Directions for this task: Somewhere below, one line contains "Ok(mut position) =>" and a later line contains "let grid = Grid::from_rows(&[[2, 2], [4, 8]]).unwrap();". Output those two lines and everything between them exactly, and nothing else.

Data to examine:
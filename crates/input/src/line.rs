//! Line-mode commands: one typed word per turn.

use crate::types::GameAction;

/// What a line of player input asks for.
#[derive(Debug, Clone, PartialEq, Eq)]
pub enum LineCommand {
    Action(GameAction),
    Quit,
    /// Blank line; the runner just redraws.
    Empty,
    Unknown(String),
}

/// Parse one line typed by the player.
///
/// Accepts the direction words and letters understood by
/// [`GameAction::from_str`], plus `q` / `quit` / `exit`.
pub fn parse_line(input: &str) -> LineCommand {
    let word = input.trim();
    if word.is_empty() {
        return LineCommand::Empty;
    }
    match word.to_lowercase().as_str() {
        "q" | "quit" | "exit" => LineCommand::Quit,
        _ => match GameAction::from_str(word) {
            Some(action) => LineCommand::Action(action),
            None => LineCommand::Unknown(word.to_string()),
        },
    }
}
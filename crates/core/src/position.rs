//! Position module - an immutable game state and its lineage
//!
//! A [`Position`] owns one [`Grid`] and, optionally, a shared link to the
//! position it was derived from. The link is informational: nothing in the
//! engine walks it, and it is kept so an undo feature could be layered on top
//! later.

use std::sync::Arc;

use arrayvec::ArrayVec;
use rand::Rng;

use crate::error::{EngineError, Result};
use crate::grid::Grid;
use crate::spawn::TileSpawner;
use crate::types::Direction;

#[derive(Debug, Clone)]
pub struct Position {
    grid: Grid,
    parent: Option<Arc<Position>>,
    /// Number of successful moves between the root position and this one.
    ply: u32,
}

impl Position {
    /// Create a root position (no predecessor).
    pub fn new(grid: Grid) -> Self {
        Self {
            grid,
            parent: None,
            ply: 0,
        }
    }

    pub fn grid(&self) -> &Grid {
        &self.grid
    }

    /// The position this one was derived from, if any.
    pub fn parent(&self) -> Option<&Arc<Position>> {
        self.parent.as_ref()
    }

    pub fn ply(&self) -> u32 {
        self.ply
    }

    /// Play a move from this position.
    ///
    /// On success the returned position records `self` as its predecessor.
    /// [`EngineError::NoMove`] propagates unchanged and nothing is spawned.
    pub fn apply_move<R: Rng>(
        self: Arc<Self>,
        direction: Direction,
        spawner: &mut TileSpawner<R>,
    ) -> Result<(Position, u32)> {
        let (grid, points) = self.grid.apply_move(direction, spawner)?;
        let ply = self.ply + 1;
        Ok((
            Position {
                grid,
                parent: Some(self),
                ply,
            },
            points,
        ))
    }

    /// Check whether any direction changes the grid.
    ///
    /// Probes with [`Grid::slide`], so no randomness is consumed and the
    /// position is left untouched.
    pub fn is_terminal(&self) -> bool {
        Direction::ALL
            .iter()
            .all(|&dir| matches!(self.grid.slide(dir), Err(EngineError::NoMove)))
    }

    /// Directions that would change the grid, in [`Direction::ALL`] order.
    pub fn legal_moves(&self) -> ArrayVec<Direction, 4> {
        Direction::ALL
            .iter()
            .copied()
            .filter(|&dir| self.grid.slide(dir).is_ok())
            .collect()
    }
}

impl Drop for Position {
    fn drop(&mut self) {
        // Unlink ancestors iteratively; a long game would otherwise recurse
        // once per move when the chain is released.
        let mut next = self.parent.take();
        while let Some(ancestor) = next {
            match Arc::try_unwrap(ancestor) {
                Ok(mut position) => next = position.parent.take(),
                Err(_) => break,
            }
        }
    }
}

#[cfg(test)]
mod tests {
    use super::*;
    use crate::rng::SimpleRng;

    fn spawner() -> TileSpawner<SimpleRng> {
        TileSpawner::new(&[2, 4], SimpleRng::new(9)).unwrap()
    }

    #[test]
    fn test_apply_move_links_parent() {
        let root = Arc::new(Position::new(
            Grid::from_rows(&[[2, 2, 0, 0], [0; 4], [0; 4], [0; 4]]).unwrap(),
        ));

        let (next, points) = Arc::clone(&root)
            .apply_move(Direction::Left, &mut spawner())
            .unwrap();
        assert_eq!(points, 4);
        assert_eq!(next.ply(), 1);
        assert!(Arc::ptr_eq(next.parent().unwrap(), &root));
        assert_eq!(next.grid()[crate::types::Coord::new(0, 0)].value(), Some(4));
        assert!(root.parent().is_none());
    }

    #[test]
    fn test_apply_move_no_move_propagates() {
        let root = Arc::new(Position::new(
            Grid::from_rows(&[[2, 4], [0, 0]]).unwrap(),
        ));
        let before = root.grid().clone();

        let err = Arc::clone(&root).apply_move(Direction::Up, &mut spawner()).unwrap_err();
        assert_eq!(err, EngineError::NoMove);
        assert_eq!(root.grid(), &before);
    }

    #[test]
    fn test_terminal_checkerboard() {
        let grid = Grid::from_rows(&[
            [2, 4, 2, 4], //
            [4, 2, 4, 2],
            [2, 4, 2, 4],
            [4, 2, 4, 2],
        ])
        .unwrap();
        let position = Position::new(grid.clone());
        assert!(position.is_terminal());
        assert!(position.legal_moves().is_empty());
        // Probing leaves the grid as it was.
        assert_eq!(position.grid(), &grid);
    }

    #[test]
    fn test_not_terminal_with_empty_cell() {
        let grid = Grid::from_rows(&[
            [2, 4, 2, 4], //
            [4, 2, 4, 2],
            [2, 4, 2, 4],
            [4, 2, 4, 0],
        ])
        .unwrap();
        let position = Position::new(grid);
        assert!(!position.is_terminal());
        assert_eq!(
            position.legal_moves().as_slice(),
            &[Direction::Down, Direction::Right]
        );
    }

    #[test]
    fn test_not_terminal_with_full_grid_and_pair() {
        let grid = Grid::from_rows(&[[2, 2], [4, 8]]).unwrap();
        let position = Position::new(grid);
        assert!(!position.is_terminal());
        assert_eq!(
            position.legal_moves().as_slice(),
            &[Direction::Left, Direction::Right]
        );
    }

    #[test]
    fn test_long_chain_drops_without_recursion() {
        let mut current = Arc::new(Position::new(Grid::from_rows(&[[2, 0]]).unwrap()));
        for _ in 0..200_000 {
            let next = Position {
                grid: current.grid().clone(),
                parent: Some(Arc::clone(&current)),
                ply: current.ply() + 1,
            };
            current = Arc::new(next);
        }
        assert_eq!(current.ply(), 200_000);
        drop(current);
    }
}
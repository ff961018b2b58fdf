//! RNG module - deterministic randomness for tile spawning
//!
//! The engine accepts any [`rand::Rng`], so callers can plug in whatever
//! generator they like. [`SimpleRng`] is the small, seedable default: the same
//! seed always reproduces the same sequence of spawns, which keeps games
//! replayable and tests exact.

use rand::{RngCore, SeedableRng};

/// Simple 64-bit LCG (Linear Congruential Generator)
/// Uses Knuth's MMIX constants and emits the high half of the state
#[derive(Debug, Clone, PartialEq, Eq)]
pub struct SimpleRng {
    state: u64,
}

impl SimpleRng {
    const MULTIPLIER: u64 = 6364136223846793005;
    const INCREMENT: u64 = 1442695040888963407;

    /// Create a new RNG with the given seed
    pub fn new(seed: u64) -> Self {
        // Avoid 0 seed so every generator starts away from the fixed origin
        let state = if seed == 0 { 1 } else { seed };
        Self { state }
    }

    fn step(&mut self) -> u32 {
        self.state = self
            .state
            .wrapping_mul(Self::MULTIPLIER)
            .wrapping_add(Self::INCREMENT);
        (self.state >> 32) as u32
    }
}

impl Default for SimpleRng {
    fn default() -> Self {
        Self::new(1)
    }
}

impl RngCore for SimpleRng {
    fn next_u32(&mut self) -> u32 {
        self.step()
    }

    fn next_u64(&mut self) -> u64 {
        let hi = self.step() as u64;
        let lo = self.step() as u64;
        (hi << 32) | lo
    }

    fn fill_bytes(&mut self, dest: &mut [u8]) {
        for chunk in dest.chunks_mut(4) {
            let bytes = self.step().to_le_bytes();
            chunk.copy_from_slice(&bytes[..chunk.len()]);
        }
    }

    fn try_fill_bytes(&mut self, dest: &mut [u8]) -> Result<(), rand::Error> {
        self.fill_bytes(dest);
        Ok(())
    }
}

impl SeedableRng for SimpleRng {
    type Seed = [u8; 8];

    fn from_seed(seed: Self::Seed) -> Self {
        Self::new(u64::from_le_bytes(seed))
    }

    fn seed_from_u64(state: u64) -> Self {
        Self::new(state)
    }
}

#[cfg(test)]
mod tests {
    use super::*;
    use rand::Rng;

    #[test]
    fn test_rng_deterministic() {
        let mut rng1 = SimpleRng::new(12345);
        let mut rng2 = SimpleRng::new(12345);

        // Same seed should produce same sequence
        for _ in 0..100 {
            assert_eq!(rng1.next_u32(), rng2.next_u32());
        }
    }

    #[test]
    fn test_rng_different_seeds() {
        let mut rng1 = SimpleRng::new(12345);
        let mut rng2 = SimpleRng::new(54321);

        assert_ne!(rng1.next_u32(), rng2.next_u32());
    }

    #[test]
    fn test_zero_seed_is_remapped() {
        assert_eq!(SimpleRng::new(0), SimpleRng::new(1));
    }

    #[test]
    fn test_seed_from_u64_matches_new() {
        let mut a = SimpleRng::seed_from_u64(99);
        let mut b = SimpleRng::new(99);
        assert_eq!(a.next_u64(), b.next_u64());
    }

    #[test]
    fn test_fill_bytes_handles_partial_chunks() {
        let mut rng = SimpleRng::new(7);
        let mut buf = [0u8; 7];
        rng.fill_bytes(&mut buf);
        assert!(buf.iter().any(|&b| b != 0));
    }

    #[test]
    fn test_gen_range_stays_in_bounds() {
        let mut rng = SimpleRng::new(42);
        let mut seen = [false; 4];
        for _ in 0..1000 {
            let v = rng.gen_range(0..4usize);
            seen[v] = true;
        }
        // Every bucket should be hit over 1000 draws
        assert!(seen.iter().all(|&s| s));
    }
}
//! Input module (engine-facing).
//!
//! Translates what a player types into [`crate::types::GameAction`]s. Two
//! front ends are supported: raw `crossterm` key events for the full-screen
//! runner, and whole text lines for the plain line-mode runner.
//!
//! Every physical key maps to at most one action, so no two keys can ever
//! collapse onto the same direction by accident.

pub mod line;
pub mod map;

pub use tui_2048_types as types;

pub use line::{parse_line, LineCommand};
pub use map::{handle_key_event, should_quit};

Answer for the task:
                Ok(mut position) => next = position.parent.take(),
                Err(_) => break,
            }
        }
    }
}

#[cfg(test)]
mod tests {
    use super::*;
    use crate::rng::SimpleRng;

    fn spawner() -> TileSpawner<SimpleRng> {
        TileSpawner::new(&[2, 4], SimpleRng::new(9)).unwrap()
    }

    #[test]
    fn test_apply_move_links_parent() {
        let root = Arc::new(Position::new(
            Grid::from_rows(&[[2, 2, 0, 0], [0; 4], [0; 4], [0; 4]]).unwrap(),
        ));

        let (next, points) = Arc::clone(&root)
            .apply_move(Direction::Left, &mut spawner())
            .unwrap();
        assert_eq!(points, 4);
        assert_eq!(next.ply(), 1);
        assert!(Arc::ptr_eq(next.parent().unwrap(), &root));
        assert_eq!(next.grid()[crate::types::Coord::new(0, 0)].value(), Some(4));
        assert!(root.parent().is_none());
    }

    #[test]
    fn test_apply_move_no_move_propagates() {
        let root = Arc::new(Position::new(
            Grid::from_rows(&[[2, 4], [0, 0]]).unwrap(),
        ));
        let before = root.grid().clone();

        let err = Arc::clone(&root).apply_move(Direction::Up, &mut spawner()).unwrap_err();
        assert_eq!(err, EngineError::NoMove);
        assert_eq!(root.grid(), &before);
    }

    #[test]
    fn test_terminal_checkerboard() {
        let grid = Grid::from_rows(&[
            [2, 4, 2, 4], //
            [4, 2, 4, 2],
            [2, 4, 2, 4],
            [4, 2, 4, 2],
        ])
        .unwrap();
        let position = Position::new(grid.clone());
        assert!(position.is_terminal());
        assert!(position.legal_moves().is_empty());
        // Probing leaves the grid as it was.
        assert_eq!(position.grid(), &grid);
    }

    #[test]
    fn test_not_terminal_with_empty_cell() {
        let grid = Grid::from_rows(&[
            [2, 4, 2, 4], //
            [4, 2, 4, 2],
            [2, 4, 2, 4],
            [4, 2, 4, 0],
        ])
        .unwrap();
        let position = Position::new(grid);
        assert!(!position.is_terminal());
        assert_eq!(
            position.legal_moves().as_slice(),
            &[Direction::Down, Direction::Right]
        );
    }

    #[test]
    fn test_not_terminal_with_full_grid_and_pair() {
        let grid = Grid::from_rows(&[[2, 2], [4, 8]]).unwrap();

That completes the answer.